I don't know, I have nothing profound. Just that I can see where I am now, and I can see where I hope to be this time next year, but I can't see much in between. I know I'm gonna walk through it, but I can't even really think about it. I'm just gonna do the next thing, by God's grace.


And, you know, He's being very gracious. The hospital closest to us - a wonderful, Catholic hospital, where I delivered my first two children, can handle this pregnancy, and the girls if they come early. And my husband has a job with insurance that will cover, it looks like, all of our costs (which is HUGE). And we have family and friends nearby, wonderful people, who are willing to take on the hardship of caring for our two older children while I can't. And who will care for them lovingly and kindly - I can't even express how grateful I am to know that Bess and Gamgee will be well taken care of while I'm in the hospital. And I'll probably get to spend Christmas at home (minus an hour or two under monitoring at the hospital). And there's nothing else wrong with the girls but this. And the hard part of this pregnancy is coming at a time of the year when some of our family have time off from work. There are many, many things that could be worse; it feels like He's saying, "I am giving you this one hard thing to do, but don't worry about anything else. Just do this one thing. Just take care of these girls, while I take care of you and yours." I hope I'm hearing rightly.

peace of Christ to you,
Jessica Snell

Tuesday, November 27, 2007

He knows

I've been reading, this week, a book called "When You're Expecting Twins, Triplets or Quads" by Dr. Barbara Luke. Unlike the "What to Expect When You're Expecting" series, Luke's book is HELPFUL. Dr. Luke runs clinics for moms of multiples, and the twins born to moms who've followed her program tend to weigh, at birth, 20% more than the average for twins.

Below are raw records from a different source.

//! Activity dependency graph: build, validation and topological ordering.
//!
//! Edges run predecessor -> successor. Activities are interned in ascending id
//! order and successor lists are kept ascending, so every traversal below is
//! deterministic regardless of input order.

use std::collections::VecDeque;

use crate::error::SchedulingError;
use crate::interner::{ActivityId, ActivityIndex};
use crate::models::Activity;

/// Validated adjacency over one activity set.
pub struct ActivityGraph<'a> {
    /// Activity id string <-> handle mapping.
    pub index: ActivityIndex,
    /// Activities indexed by handle.
    pub activities: Vec<&'a Activity>,
    /// Deduplicated predecessor handles, in declared order.
    pub predecessors: Vec<Vec<ActivityId>>,
    /// Successor handles, ascending.
    pub successors: Vec<Vec<ActivityId>>,
}

impl<'a> ActivityGraph<'a> {
    /// Build the graph, rejecting duplicate ids, self-references and references to
    /// activities outside the set.
    ///
    /// Errors are reported for the first offender in id order.
    pub fn build(activities: &'a [Activity]) -> Result<Self, SchedulingError> {
        let mut sorted: Vec<&'a Activity> = activities.iter().collect();
        sorted.sort_by(|a, b| a.id().cmp(b.id()));

        let mut index = ActivityIndex::with_capacity(sorted.len());
        for act in &sorted {
            let (_, is_new) = index.intern(act.id());
            if !is_new {
                return Err(SchedulingError::invalid(act.id(), "duplicate activity id"));
            }
        }

        let n = sorted.len();
        let mut predecessors: Vec<Vec<ActivityId>> = vec![Vec::new(); n];
        let mut successors: Vec<Vec<ActivityId>> = vec![Vec::new(); n];

        for (idx, act) in sorted.iter().enumerate() {
            for pred in act.predecessors() {
                if pred == act.id() {
                    return Err(SchedulingError::invalid(
                        act.id(),
                        "activity lists itself as a predecessor",
                    ));
                }
                let Some(pred_id) = index.get(pred) else {
                    return Err(SchedulingError::UnknownPredecessor {
                        activity_id: act.id().to_string(),
                        missing_id: pred.clone(),
                    });
                };
                // Parallel edges collapse to one
                if predecessors[idx].contains(&pred_id) {
                    continue;
                }
                predecessors[idx].push(pred_id);
                // Outer loop is ascending, so successor lists stay sorted
                successors[pred_id as usize].push(idx as ActivityId);
            }
        }

        Ok(Self {
            index,
            activities: sorted,
            predecessors,
            successors,
        })
    }

    pub fn len(&self) -> usize {
        self.activities.len()
    }

    pub fn is_empty(&self) -> bool {
        self.activities.is_empty()
    }

    pub fn activity(&self, id: ActivityId) -> &'a Activity {
        self.activities[id as usize]
    }

    pub fn is_source(&self, id: ActivityId) -> bool {
        self.predecessors[id as usize].is_empty()
    }

    pub fn is_sink(&self, id: ActivityId) -> bool {
        self.successors[id as usize].is_empty()
    }

    /// Topological order via Kahn's algorithm (predecessors before successors).
    ///
    /// Sources are seeded in ascending id order. If any activity cannot be
    /// extracted the graph has a cycle, reported with its participating ids.
    pub fn topological_order(&self) -> Result<Vec<ActivityId>, SchedulingError> {
        let n = self.len();
        let mut in_degree: Vec<usize> = self.predecessors.iter().map(Vec::len).collect();

        let mut queue: VecDeque<ActivityId> = (0..n as ActivityId)
            .filter(|&id| in_degree[id as usize] == 0)
            .collect();

        let mut order: Vec<ActivityId> = Vec::with_capacity(n);

        while let Some(id) = queue.pop_front() {
            order.push(id);
            for &succ in &self.successors[id as usize] {
                let degree = &mut in_degree[succ as usize];
                *degree -= 1;
                if *degree == 0 {
                    queue.push_back(succ);
                }
            }
        }

        if order.len() != n {
            let remaining: Vec<bool> = in_degree.iter().map(|&d| d > 0).collect();
            return Err(SchedulingError::CyclicDependency(self.cycle_members(remaining)));
        }

        Ok(order)
    }

    /// Narrow the activities Kahn's algorithm left behind to the ones on a cycle.
    ///
    /// What remains after the forward extraction is everything downstream of a
    /// cycle. Peeling off nodes with no remaining successors removes the purely
    /// downstream tail, leaving cycle members (and any activity on a path between
    /// two cycles). Result is sorted by id.
    fn cycle_members(&self, mut remaining: Vec<bool>) -> Vec<String> {
        let mut out_degree: Vec<usize> = vec![0; self.len()];
        for (id, &in_rest) in remaining.iter().enumerate() {
            if in_rest {
                out_degree[id] = self.successors[id]
                    .iter()
                    .filter(|&&s| remaining[s as usize])
                    .count();
            }
        }

        let mut queue: VecDeque<ActivityId> = (0..self.len() as ActivityId)
            .filter(|&id| remaining[id as usize] && out_degree[id as usize] == 0)
            .collect();

        while let Some(id) = queue.pop_front() {
            remaining[id as usize] = false;
            for &pred in &self.predecessors[id as usize] {
                if !remaining[pred as usize] {
                    continue;
                }
                let degree = &mut out_degree[pred as usize];
                *degree -= 1;
                if *degree == 0 {
                    queue.push_back(pred);
                }
            }
        }

        // Handles are in id order, so this is already sorted
        remaining
            .iter()
            .enumerate()
            .filter(|&(_, &in_cycle)| in_cycle)
            .map(|(id, _)| self.index.resolve(id as ActivityId).to_string())
            .collect()
    }
}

I appreciate both the weight of her research, and the encouragement of her words. And I'm discovering tons of fascinating facts, like:
-twins develop faster in utero than singletons; they tend to be a few weeks ahead of their gestational age, developmentally, preparing them for their almost-certainly-shorter gestation.
-multiples born to moms who've given birth before gestate longer. This is because they don't have to stretch out the uterus themselves; it's already been stretched out, and they can grow faster without an un-tried uterus restricting them.
-bedrest - or at least REST, lying down - actually does do some good. It takes the strain off your heart, allowing more oxygen to circulate through your and your babies' bodies, and off of your kidneys (since they have more blood flow), allowing your body to more quickly and easily filter and eliminate fluids. Given that a twin mom sees TWICE the increase of blood volume that a singleton mom does, this is important.
-while breastmilk is great for preemies, if they're very, very premature, even breastmilk can be bad for them, because their digestive system is too immature to handle it. Weird. I've thought about immature hearts, lungs and brains, but never immature guts.

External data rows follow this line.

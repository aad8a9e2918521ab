//! Error taxonomy for schedule runs.

use thiserror::Error;

/// Reasons a schedule run is refused.
///
/// Every variant is terminal: no partial schedule is produced.
#[derive(Error, Debug, Clone, PartialEq, Eq)]
pub enum SchedulingError {
    /// Malformed single-activity data (negative duration, empty or duplicate id,
    /// self-reference).
    #[error("Invalid activity '{id}': {reason}")]
    InvalidActivity { id: String, reason: String },
    /// A predecessor id with no matching activity in the supplied set.
    #[error("Activity '{activity_id}' references unknown predecessor '{missing_id}'")]
    UnknownPredecessor {
        activity_id: String,
        missing_id: String,
    },
    /// The predecessor relation contains a cycle through the listed activities.
    #[error("Circular dependency detected among activities: {}", .0.join(", "))]
    CyclicDependency(Vec<String>),
}

impl SchedulingError {
    pub(crate) fn invalid(id: &str, reason: impl Into<String>) -> Self {
        Self::InvalidActivity {
            id: id.to_string(),
            reason: reason.into(),
        }
    }

    /// Activity ids a caller should highlight for this failure.
    pub fn offending_ids(&self) -> Vec<&str> {
        match self {
            Self::InvalidActivity { id, .. } => vec![id.as_str()],
            Self::UnknownPredecessor { activity_id, .. } => vec![activity_id.as_str()],
            Self::CyclicDependency(ids) => ids.iter().map(|s| s.as_str()).collect(),
        }
    }
}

Anyway, those are just a few things I've learned recently. I feel like I'm taking a crash course on multiple pregnancies, births and childhoods!

But maybe the most helpful thing in this book is when the author talks about how parents, upon finding out that they're pregnant with multiples, go through the five stages of grief: shock, denial, anger/depression, bargaining, and acceptance/adaptation. Reading that was helpful, because I was able to look back over the last few weeks, and see that cycle at play in myself. For instance, a few hours after we first found out about the girls, I found myself sitting on a couch, feeling too shaky to stand up. I recognized that I was coming off of an adrenaline high, and later that night I cried so hard that I gave myself a real (not Braxton-Hicks-ish) contraction. (So I stopped crying, realizing, in an oddly cold-blooded moment, that I hadn't the right to cry so hard when it might hurt my babies.) Denial was the days I had myself convince that at least one, if not both of them, were going to die, and so it all didn't matter anyway. Anger and depression followed as I looked at the prison term/hospital stay ahead of me. Then bargaining: "But at least if I go do this, you can promise me they'll be okay, right?" And now, though there's still a slight hope we'll find out that they aren't sharing a sac, I'm planning my next weeks' menus so that I can double every meal between now and when I'm hospitalized, hopefully leaving my husband and oldest children with a freezer full of yummy, nutrious stuff for them to eat while I'm gone. I guess that's acceptance.

I also appreciated that Dr. Luke pointed out that new information or changes can knock you back a few steps. That explains why, after my ultrasound last week, where we again failed to find a membrane separating the girls, I felt depressed for several days. I hate the feeling of being depressed. I'm not used to it and I don't like it. But at least now I know that it's not abnormal, given the circumstances.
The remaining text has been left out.